Regulation of Sulphate Transport in a Tropical Legume,Macroptilium atropurpureum, cv. Siratro

Abstract

When young plants of Macroptilium atropurpureum, cv. Siratro were deprived of external sulphate (-S plants) growth of shoots and roots continued at rates comparable to those in plants well supplied with sulphate (control) for 3 d and 5 d respectively. Dilution of internal sulphur therefore took place and redistribution of sulphur occurred between inorganic and organic forms and between roots and younger leaves. Even when S-deficiency limited growth, plants contained 16% of their total sulphur as sulphate, but most of this was retained in old leaves and redistributed slowly to growing zones. The capacity for sulphate uptake increased in roots of –S plants very soon after they were deprived of external sulphate; within 24 h the absorption from 0.25 mol m⁻³ SO₄²⁻ was more than five times that of control roots. Maximum increased capacity was reached after 2–3 d stress when the V_max of system 1 was 1948 nmol h⁻¹g^–1root fr. wt. in –S plants and 337 nmol h⁻¹g⁻¹root fr. wt. in controls. The K^mfor system 1 did not change significantly with S-stress being between 5–8 μM in both sets of plants. Absorption of L-cysteine was not stimulated by S-stress. There was a close, positive relationship between plant growth rate and the rate at which sulphate uptake capacity was enhanced by withholding sulphate from culture solutions.
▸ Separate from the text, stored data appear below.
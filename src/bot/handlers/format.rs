use crate::db::UnresolvedDeletion;
use crate::removal::RemovalOutcome;
use chrono::{DateTime, Local, Utc};

pub fn format_timestamp(ts: i64) -> String {
    DateTime::<Utc>::from_timestamp(ts, 0)
        .map(|dt| {
            dt.with_timezone(&Local)
                .format("%Y-%m-%d %H:%M:%S %:z")
                .to_string()
        })
        .unwrap_or_else(|| format!("Некорректный timestamp: {}", ts))
}

pub fn render_unresolved_line(row: &UnresolvedDeletion) -> String {
    let wg = if row.wg_public_key.is_empty() {
        String::new()
    } else {
        format!(" | wg {}", row.wg_public_key)
    };
    format!(
        "• #{} | {} | key {} | server {}{} | {}",
        row.id,
        row.name_key,
        row.key_id,
        row.server_id,
        wg,
        format_timestamp(row.created_at)
    )
}

pub fn render_unresolved_page(total: i64, rows: &[UnresolvedDeletion]) -> String {
    if rows.is_empty() {
        return "Неудалённых ключей нет ✅".to_string();
    }
    let mut out = format!("Неудалённые ключи: {} (показано {})\n\n", total, rows.len());
    for row in rows {
        out.push_str(&render_unresolved_line(row));
        out.push('\n');
    }
    out.push_str("\n/purge <id> — повторить удаление\n/forget <id> — отметить удалённым");
    out
}

pub fn render_outcome(row_id: i64, outcome: RemovalOutcome) -> String {
    match outcome {
        RemovalOutcome::Deleted => format!("#{}: ключ удалён с сервера ✅", row_id),
        RemovalOutcome::Queued => {
            format!("#{}: сервер недоступен, удаление поставлено в очередь ⏳", row_id)
        }
        RemovalOutcome::Lost => format!("#{}: не удалось ни удалить, ни поставить в очередь ❌", row_id),
    }
}

#[cfg(test)]
mod tests {
    use super::*;

    fn row(id: i64, wg_public_key: &str) -> UnresolvedDeletion {
        UnresolvedDeletion {
            id,
            name_key: "5001.42.wg".to_string(),
            key_id: 42,
            server_id: 7,
            wg_public_key: wg_public_key.to_string(),
            created_at: 0,
        }
    }

    #[test]
    fn empty_page_says_nothing_pending() {
        assert_eq!(render_unresolved_page(0, &[]), "Неудалённых ключей нет ✅");
    }

    #[test]
    fn line_shows_public_key_only_when_present() {
        assert!(render_unresolved_line(&row(1, "abcXYZ==")).contains(" | wg abcXYZ=="));
        assert!(!render_unresolved_line(&row(1, "")).contains(" | wg "));
    }

    #[test]
    fn page_lists_every_row() {
        let text = render_unresolved_page(5, &[row(1, ""), row(2, "")]);
        assert!(text.starts_with("Неудалённые ключи: 5 (показано 2)"));
        assert!(text.contains("#1 |"));
        assert!(text.contains("#2 |"));
    }
}
use super::{RemovalRequest, RemovalStore, delete_on_panel, forget_unresolved, refresh_space};
use crate::panel::PanelConnector;

/// Прямая попытка удалить ключ. `true` — удалять больше нечего.
///
/// Неудача записывается в журнал неудалённых ключей, удача очищает его.
pub async fn try_direct_delete(
    store: &dyn RemovalStore,
    connector: &dyn PanelConnector,
    request: &RemovalRequest,
) -> bool {
    let server = match store.resolve_server(request.server_id).await {
        Ok(Some(server)) => server,
        Ok(None) => {
            tracing::info!(
                name_key = %request.name_key,
                key_id = request.key_id,
                server_id = request.server_id,
                "Server not found, nothing to delete"
            );
            return true;
        }
        Err(error) => {
            tracing::error!(
                error = %error,
                server_id = request.server_id,
                "Failed to resolve server for direct delete"
            );
            return false;
        }
    };

    match delete_on_panel(connector, &server, request).await {
        Ok(panel) => {
            tracing::info!(
                name_key = %request.name_key,
                key_id = request.key_id,
                server_id = server.id,
                "Key deleted from server directly"
            );
            forget_unresolved(store, request).await;
            refresh_space(store, &*panel, server.id).await;
            true
        }
        Err(error) => {
            tracing::error!(
                error = %error,
                name_key = %request.name_key,
                key_id = request.key_id,
                server_id = server.id,
                "Direct delete failed"
            );
            if let Err(error) = store.record_unresolved(request).await {
                tracing::error!(error = %error, "Failed to record unresolved deletion");
            }
            false
        }
    }
}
When –S plants were replaced in sulphate-containing solution their capacity for SO₄²⁻ declined to the control level within 24 h. Very marked repression of capacity was also found when –S plants were treated with L-cysteine, but there was no immediate effect with methionine. Roots of this species appear to have a very active system for degrading L-cysteine to sulphate, 30% of the label in ³⁵S-cysteine absorbed by roots was recovered in ³⁵SO₄²⁻ after 20 min or 2 h incubation. By contrast, roots had a very weak ability to reduce sulphate. When part of the root system was in solution lacking sulphate there was enhanced uptake of sulphate by other parts which themselves were amply supplied with sulphate. This is seen as an example of compensatory absorption. The response to S-stress is specific and there were no positive interactions between S-stress and the absorption of phosphate, or P-stress and the uptake of sulphate. The results are discussed in relation to the close control of sulphate uptake by internal sulphate concentration, redistribution of forms of sulphur during stress and mobility of sulphate in the phloem.